Facebook Twitter YouTube SoundCloud RSS
 

False Flag: New Details Emerge on Santa Clara County ‘Military-Style’ Power Grid Attack

21st Century Wire says…

There’s hardly any doubt as to what this latest so-called ‘domestic terror’ attack was in actuality…

As new information rolls in, it’s clear that this event in the Silicon Valley was a government-sanctioned operation

Greg Fernandez Jr.
We Are Change

“This was an unprecedented and sophisticated attack on an electric grid substation using military-style weapons.”
– U.S. Representative Henry Waxman (D-CA)

A half hour before 150 rounds were fired into the PG&E substation in Coyote, California, in less than 20 minutes, an AT&T fiber optic cable was cut in an underground vault at the site causing a phone blackout at 12:58 a.m., according to what Sgt.
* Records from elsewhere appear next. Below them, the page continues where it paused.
use serde_json::Value;

use crate::config::LEGU_URL;
use crate::error::ProviderError;
use crate::providers::{feed_client, value_as_string, value_as_u32, ProviderBackend};
use crate::types::{BreadthStats, MetricKind, MetricPayload};

/// Legu market-activity endpoint: advance/decline/flat counts, limit counts
/// and the source's composite activity gauge, delivered as item/value pairs
/// with Chinese item names.
pub struct LeguProvider {
    client: reqwest::Client,
}

impl LeguProvider {
    pub fn new() -> Result<Self, ProviderError> {
        Ok(Self {
            client: feed_client()?,
        })
    }

    async fn fetch_breadth(&self) -> Result<MetricPayload, ProviderError> {
        let url = format!("{LEGU_URL}/api/stock-activity");
        let resp = self.client.get(&url).send().await?;
        if !resp.status().is_success() {
            return Err(ProviderError::Status(resp.status()));
        }
        let v: Value = resp.json().await?;
        let items = v
            .get("data")
            .and_then(|d| d.as_array())
            .ok_or(ProviderError::Shape("stock-activity: missing data array"))?;

        let mut stats = BreadthStats::default();
        let mut saw_counts = false;
        for entry in items {
            let item = value_as_string(entry.get("item"));
            let value = entry.get("value");
            match item.as_str() {
                "上涨" => {
                    stats.up_count = value_as_u32(value);
                    saw_counts = true;
                }
                "下跌" => stats.down_count = value_as_u32(value),
                "平盘" => stats.flat_count = value_as_u32(value),
                "涨停" => stats.limit_up_count = value_as_u32(value),
                "跌停" => stats.limit_down_count = value_as_u32(value),
                // Arrives as "78.33%".
                "活跃度" => {
                    stats.activity = value_as_string(value)
                        .trim_end_matches('%')
                        .parse()
                        .unwrap_or(0.0)
                }
                _ => {}
            }
        }
        if !saw_counts {
            return Err(ProviderError::Shape("stock-activity: no count items"));
        }

        Ok(MetricPayload::Breadth(stats))
    }
}

#[async_trait::async_trait]
impl ProviderBackend for LeguProvider {
    fn name(&self) -> &'static str {
        "legu"
    }

    async fn fetch(&self, kind: MetricKind) -> Result<MetricPayload, ProviderError> {
        match kind {
            MetricKind::Breadth => self.fetch_breadth().await,
            _ => Err(ProviderError::Unsupported {
                backend: self.name(),
                metric: kind.as_str(),
            }),
        }
    }
}
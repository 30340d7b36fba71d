/// Database row types used by sqlx for typed queries.
use serde_json::Value;

use crate::types::{Signal, SignalLevel};

#[derive(Debug, sqlx::FromRow)]
pub struct SignalRow {
    pub id: i64,
    pub kind: String,
    pub level: String,
    pub message: String,
    pub analysis: Option<String>,
    pub metadata: String,
    pub created_at: i64,
}

impl SignalRow {
    /// Decode the stored row into the API-facing shape. Rows written by
    /// this binary always parse; anything hand-edited falls back to
    /// `info` / `{}` rather than poisoning a listing.
    pub fn into_signal(self) -> Signal {
        let level = SignalLevel::parse(&self.level).unwrap_or(SignalLevel::Info);
        let metadata: Value =
            serde_json::from_str(&self.metadata).unwrap_or_else(|_| Value::Object(Default::default()));
        Signal {
            id: self.id,
            kind: self.kind,
            level,
            message: self.message,
            analysis: self.analysis,
            metadata,
            created_at: self.created_at,
        }
    }
}
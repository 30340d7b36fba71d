use std::sync::Arc;

use tracing::{debug, error, info};

use crate::analysis::AnalysisEngine;
use crate::db::SignalStore;
use crate::notify::NotificationChannel;
use crate::types::Signal;

// ---------------------------------------------------------------------------
// Escalator
// ---------------------------------------------------------------------------

/// Side-effect stage for freshly created warning/critical signals:
/// notification fan-out plus a deep-analysis job whose result is attached
/// back onto the stored row.
///
/// Everything here is fire-and-forget. `dispatch` spawns and returns, so a
/// slow webhook or analysis upstream can never stretch a monitor cycle, and
/// a failure in one channel never suppresses the others.
pub struct Escalator {
    channels: Vec<Arc<dyn NotificationChannel>>,
    engine: Option<Arc<dyn AnalysisEngine>>,
    signals: Arc<SignalStore>,
}

impl Escalator {
    pub fn new(signals: Arc<SignalStore>) -> Self {
        Self {
            channels: Vec::new(),
            engine: None,
            signals,
        }
    }

    pub fn with_channel(mut self, channel: Arc<dyn NotificationChannel>) -> Self {
        self.channels.push(channel);
        self
    }

    pub fn with_engine(mut self, engine: Arc<dyn AnalysisEngine>) -> Self {
        self.engine = Some(engine);
        self
    }

    pub fn channel_count(&self) -> usize {
        self.channels.len()
    }

    /// Escalate a newly created signal. Info-level signals are persisted
    /// and listed but never notified or analyzed.
    pub fn dispatch(&self, signal: &Signal) {
        if !signal.level.escalates() {
            return;
        }

        if !self.channels.is_empty() {
            let channels = self.channels.clone();
            let signal = signal.clone();
            tokio::spawn(async move {
                let sends = channels.iter().map(|channel| {
                    let signal = &signal;
                    async move {
                        match channel.send(signal).await {
                            Ok(()) => {
                                info!(
                                    channel = channel.name(),
                                    signal_id = signal.id,
                                    "notification delivered"
                                );
                            }
                            Err(e) => {
                                error!(
                                    channel = channel.name(),
                                    signal_id = signal.id,
                                    "notification failed: {e}"
                                );
                            }
                        }
                    }
                });
                futures_util::future::join_all(sends).await;
            });
        }

        if let Some(engine) = &self.engine {
            let engine = Arc::clone(engine);
            let signals = Arc::clone(&self.signals);
            let signal = signal.clone();
            tokio::spawn(async move {
                let id = signal.id;
                let engine_name = engine.name();
                let result =
                    tokio::task::spawn_blocking(move || engine.analyze(&signal)).await;
                match result {
                    Ok(Ok(text)) => match signals.attach_analysis(id, &text).await {
                        Ok(true) => {
                            info!(signal_id = id, engine = engine_name, "analysis attached");
                        }
                        Ok(false) => {
                            debug!(signal_id = id, "signal already analyzed, keeping the first");
                        }
                        Err(e) => error!(signal_id = id, "failed to store analysis: {e}"),
                    },
                    Ok(Err(e)) => {
                        error!(signal_id = id, engine = engine_name, "analysis failed: {e}");
                    }
                    Err(e) => error!(signal_id = id, "analysis task panicked: {e}"),
                }
            });
        }
    }
}

// ---------------------------------------------------------------------------
// Tests
// ---------------------------------------------------------------------------

#[cfg(test)]
mod tests {
    use std::sync::atomic::{AtomicU32, Ordering};
    use std::time::Duration;

    use serde_json::json;

    use super::*;
    use crate::db::memory_pool;
    use crate::error::{AnalysisError, NotifyError};
    use crate::types::{SignalDraft, SignalLevel};

    struct CountingChannel {
        sent: AtomicU32,
        fail: bool,
    }

    impl CountingChannel {
        fn new(fail: bool) -> Arc<Self> {
            Arc::new(Self {
                sent: AtomicU32::new(0),
                fail,
            })
        }
    }

    #[async_trait::async_trait]
    impl NotificationChannel for CountingChannel {
        fn name(&self) -> &'static str {
            "counting"
        }

        async fn send(&self, _signal: &Signal) -> Result<(), NotifyError> {
            self.sent.fetch_add(1, Ordering::SeqCst);
            if self.fail {
                Err(NotifyError::Status(reqwest::StatusCode::BAD_GATEWAY))
            } else {
                Ok(())
            }
        }
    }

    struct FixedEngine {
        fail: bool,
    }

    impl AnalysisEngine for FixedEngine {
        fn name(&self) -> &'static str {
            "fixed"
        }

        fn analyze(&self, _signal: &Signal) -> Result<String, AnalysisError> {
            if self.fail {
                Err(AnalysisError::EmptyResponse)
            } else {
                Ok("情绪过热，建议观望。".to_string())
            }
        }
    }

    async fn store() -> Arc<SignalStore> {
        Arc::new(SignalStore::new(memory_pool().await))
    }

    async fn stored_signal(store: &SignalStore, level: SignalLevel) -> Signal {
        let draft = SignalDraft {
            kind: "risk_alert".to_string(),
            level,
            message: "High risk".to_string(),
            metadata: json!({}),
        };
        let (signal, created) = store.create_at(&draft, 1_000).await.unwrap();
        assert!(created);
        signal
    }

    async fn wait_for(mut condition: impl FnMut() -> bool) {
        for _ in 0..100 {
            if condition() {
                return;
            }
            tokio::time::sleep(Duration::from_millis(10)).await;
        }
        panic!("condition not reached in time");
    }

    #[tokio::test]
    async fn info_signals_are_not_escalated() {
        let store = store().await;
        let channel = CountingChannel::new(false);
        let escalator = Escalator::new(Arc::clone(&store)).with_channel(channel.clone());

        let signal = stored_signal(&store, SignalLevel::Info).await;
        escalator.dispatch(&signal);

        tokio::time::sleep(Duration::from_millis(50)).await;
        assert_eq!(channel.sent.load(Ordering::SeqCst), 0);
    }

    #[tokio::test]
    async fn warning_fans_out_to_every_channel() {
        let store = store().await;
        let first = CountingChannel::new(false);
        let second = CountingChannel::new(false);
        let escalator = Escalator::new(Arc::clone(&store))
            .with_channel(first.clone())
            .with_channel(second.clone());

        let signal = stored_signal(&store, SignalLevel::Warning).await;
        escalator.dispatch(&signal);

        wait_for(|| {
            first.sent.load(Ordering::SeqCst) == 1 && second.sent.load(Ordering::SeqCst) == 1
        })
        .await;
    }

    #[tokio::test]
    async fn one_failing_channel_does_not_block_the_rest() {
        let store = store().await;
        let failing = CountingChannel::new(true);
        let healthy = CountingChannel::new(false);
        let escalator = Escalator::new(Arc::clone(&store))
            .with_channel(failing.clone())
            .with_channel(healthy.clone());

        let signal = stored_signal(&store, SignalLevel::Critical).await;
        escalator.dispatch(&signal);

        wait_for(|| healthy.sent.load(Ordering::SeqCst) == 1).await;
    }

    #[tokio::test]
    async fn analysis_text_lands_on_the_stored_signal() {
        let store = store().await;
        let escalator =
            Escalator::new(Arc::clone(&store)).with_engine(Arc::new(FixedEngine { fail: false }));

        let signal = stored_signal(&store, SignalLevel::Critical).await;
        escalator.dispatch(&signal);

        let id = signal.id;
        for _ in 0..100 {
            if let Some(stored) = store.get(id).await.unwrap() {
                if stored.analysis.is_some() {
                    assert_eq!(stored.analysis.as_deref(), Some("情绪过热，建议观望。"));
                    return;
                }
            }
            tokio::time::sleep(Duration::from_millis(10)).await;
        }
        panic!("analysis never attached");
    }

    #[tokio::test]
    async fn failed_analysis_leaves_the_signal_untouched() {
        let store = store().await;
        let escalator =
            Escalator::new(Arc::clone(&store)).with_engine(Arc::new(FixedEngine { fail: true }));

        let signal = stored_signal(&store, SignalLevel::Warning).await;
        escalator.dispatch(&signal);

        tokio::time::sleep(Duration::from_millis(100)).await;
        let stored = store.get(signal.id).await.unwrap().unwrap();
        assert!(stored.analysis.is_none());
    }
}
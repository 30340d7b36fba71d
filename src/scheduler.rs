use std::sync::Arc;
use std::time::Duration;

use tokio::sync::{watch, Mutex};
use tokio::task::JoinHandle;
use tracing::{error, info};

use crate::api::health::HealthState;
use crate::pipeline::PollCycle;

struct RunningLoop {
    shutdown_tx: watch::Sender<bool>,
    task: JoinHandle<()>,
}

/// Owns the monitor loop lifecycle: stopped or running, nothing else.
///
/// `start` and `stop` are both idempotent. Stop flips the shutdown flag and
/// awaits the loop task, so a stop/start pair can never leave two loops
/// polling concurrently. A cycle error is logged and counted; the loop
/// always reaches its next tick.
pub struct Scheduler {
    pipeline: Arc<dyn PollCycle>,
    health: Arc<HealthState>,
    interval: Duration,
    running: Mutex<Option<RunningLoop>>,
}

impl Scheduler {
    pub fn new(pipeline: Arc<dyn PollCycle>, health: Arc<HealthState>, interval: Duration) -> Self {
        Self {
            pipeline,
            health,
            interval,
            running: Mutex::new(None),
        }
    }

    /// Spawn the loop. Returns false (and does nothing) when already running.
    pub async fn start(&self) -> bool {
        let mut guard = self.running.lock().await;
        if guard.is_some() {
            return false;
        }

        let (shutdown_tx, mut shutdown_rx) = watch::channel(false);
        let pipeline = Arc::clone(&self.pipeline);
        let health = Arc::clone(&self.health);
        let interval = self.interval;

        self.health.set_scheduler_running(true);
        info!(interval_secs = interval.as_secs(), "monitor loop started");

        let task = tokio::spawn(async move {
            loop {
                if let Err(e) = pipeline.run_cycle().await {
                    health.record_cycle_error();
                    error!("monitor cycle failed: {e}");
                }
                // The sleep is the cancellation point: a stop issued during a
                // running cycle lands here as an immediately-ready changed().
                tokio::select! {
                    _ = tokio::time::sleep(interval) => {}
                    _ = shutdown_rx.changed() => break,
                }
            }
        });

        *guard = Some(RunningLoop { shutdown_tx, task });
        true
    }

    /// Signal the loop and wait for it to exit. Returns false when it was
    /// not running. In-flight escalation tasks stay detached and finish on
    /// their own.
    pub async fn stop(&self) -> bool {
        let mut guard = self.running.lock().await;
        let Some(running) = guard.take() else {
            return false;
        };

        let _ = running.shutdown_tx.send(true);
        if let Err(e) = running.task.await {
            error!("monitor loop task failed to join: {e}");
        }
        self.health.set_scheduler_running(false);
        info!("monitor loop stopped");
        true
    }

    pub async fn is_running(&self) -> bool {
        self.running.lock().await.is_some()
    }
}

// ---------------------------------------------------------------------------
// Tests
// ---------------------------------------------------------------------------

#[cfg(test)]
mod tests {
    use std::sync::atomic::{AtomicU32, Ordering};
    use std::time::Instant;

    use super::*;
    use crate::error::{AppError, Result};
    use crate::pipeline::CycleReport;
    use crate::types::Trend;

    struct StubCycle {
        cycles: AtomicU32,
        fail: bool,
    }

    impl StubCycle {
        fn new(fail: bool) -> Arc<Self> {
            Arc::new(Self {
                cycles: AtomicU32::new(0),
                fail,
            })
        }

        fn count(&self) -> u32 {
            self.cycles.load(Ordering::SeqCst)
        }
    }

    #[async_trait::async_trait]
    impl PollCycle for StubCycle {
        async fn run_cycle(&self) -> Result<CycleReport> {
            self.cycles.fetch_add(1, Ordering::SeqCst);
            if self.fail {
                return Err(AppError::Config("poll blew up".to_string()));
            }
            Ok(CycleReport {
                mood_index: 50.0,
                trend: Trend::Flat,
                new_events: 0,
                signals_created: 0,
                signals_deduped: 0,
                degraded: false,
            })
        }
    }

    fn scheduler(cycle: Arc<StubCycle>, interval: Duration) -> (Scheduler, Arc<HealthState>) {
        let health = Arc::new(HealthState::new());
        (
            Scheduler::new(cycle, Arc::clone(&health), interval),
            health,
        )
    }

    async fn wait_for(mut condition: impl FnMut() -> bool) {
        for _ in 0..200 {
            if condition() {
                return;
            }
            tokio::time::sleep(Duration::from_millis(5)).await;
        }
        panic!("condition not reached in time");
    }

    #[tokio::test]
    async fn start_is_idempotent() {
        let cycle = StubCycle::new(false);
        let (scheduler, health) = scheduler(cycle.clone(), Duration::from_secs(600));

        assert!(scheduler.start().await);
        assert!(!scheduler.start().await);
        assert!(scheduler.is_running().await);
        assert!(health.scheduler_running());

        wait_for(|| cycle.count() == 1).await;
        scheduler.stop().await;
    }

    #[tokio::test]
    async fn stop_is_idempotent_and_clears_the_running_flag() {
        let cycle = StubCycle::new(false);
        let (scheduler, health) = scheduler(cycle, Duration::from_secs(600));

        assert!(!scheduler.stop().await);

        scheduler.start().await;
        assert!(scheduler.stop().await);
        assert!(!scheduler.stop().await);
        assert!(!scheduler.is_running().await);
        assert!(!health.scheduler_running());
    }

    #[tokio::test]
    async fn stop_interrupts_the_sleep_promptly() {
        let cycle = StubCycle::new(false);
        let (scheduler, _) = scheduler(cycle.clone(), Duration::from_secs(3600));

        scheduler.start().await;
        wait_for(|| cycle.count() == 1).await;

        // The loop is an hour into its nap; stop must not wait it out.
        let begun = Instant::now();
        scheduler.stop().await;
        assert!(begun.elapsed() < Duration::from_secs(2));
        assert_eq!(cycle.count(), 1);
    }

    #[tokio::test]
    async fn failing_cycles_keep_the_loop_alive() {
        let cycle = StubCycle::new(true);
        let (scheduler, health) = scheduler(cycle.clone(), Duration::from_millis(10));

        scheduler.start().await;
        wait_for(|| cycle.count() >= 3).await;
        scheduler.stop().await;

        assert!(health.cycle_errors() >= 3);
    }

    #[tokio::test]
    async fn restart_runs_a_fresh_loop() {
        let cycle = StubCycle::new(false);
        let (scheduler, _) = scheduler(cycle.clone(), Duration::from_secs(600));

        scheduler.start().await;
        wait_for(|| cycle.count() == 1).await;
        scheduler.stop().await;

        assert!(scheduler.start().await);
        wait_for(|| cycle.count() == 2).await;
        scheduler.stop().await;
    }
}
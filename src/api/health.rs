//! Shared health state for the /health endpoint.
//! The pipeline records cycles, the scheduler records errors and the
//! running flag; the API reads.

use std::sync::atomic::{AtomicBool, AtomicI64, AtomicU64, Ordering};

/// Shared health metrics behind atomics.
#[derive(Default)]
pub struct HealthState {
    /// True while the monitor loop task is alive.
    pub scheduler_running: AtomicBool,
    /// Epoch seconds of the last completed cycle (0 = none yet).
    pub last_cycle_at: AtomicI64,
    pub cycles_completed: AtomicU64,
    pub cycle_errors: AtomicU64,
    /// True when the last cycle was built on stale or empty metric data.
    pub last_cycle_degraded: AtomicBool,
}

impl HealthState {
    pub fn new() -> Self {
        Self::default()
    }

    pub fn set_scheduler_running(&self, v: bool) {
        self.scheduler_running.store(v, Ordering::Relaxed);
    }

    pub fn record_cycle(&self, at: i64, degraded: bool) {
        self.last_cycle_at.store(at, Ordering::Relaxed);
        self.last_cycle_degraded.store(degraded, Ordering::Relaxed);
        self.cycles_completed.fetch_add(1, Ordering::Relaxed);
    }

    pub fn record_cycle_error(&self) {
        self.cycle_errors.fetch_add(1, Ordering::Relaxed);
    }

    pub fn scheduler_running(&self) -> bool {
        self.scheduler_running.load(Ordering::Relaxed)
    }

    pub fn last_cycle_at(&self) -> i64 {
        self.last_cycle_at.load(Ordering::Relaxed)
    }

    pub fn cycles_completed(&self) -> u64 {
        self.cycles_completed.load(Ordering::Relaxed)
    }

    pub fn cycle_errors(&self) -> u64 {
        self.cycle_errors.load(Ordering::Relaxed)
    }

    pub fn last_cycle_degraded(&self) -> bool {
        self.last_cycle_degraded.load(Ordering::Relaxed)
    }
}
Kurtis Stenderup, of the Santa Clara County Sheriff’s Office, told KTVU. That leaves a half hour gap between the phone blackout and the beginning of what former Federal Energy Regulatory Commission (FERC) chairman Jon Wellinghoff called a “well planned, coordinated and executed attack on a major piece of our electric grid infrastructure,” according to what he told CNN.

The FBI does not believe this was an attack by a terrorist organization, but they are still investigating what happened on April 16, 2013. San Francisco’s FBI spokesperson Peter Lee added “there is no nexus to terrorism at this time.” He called this a case of vandalism.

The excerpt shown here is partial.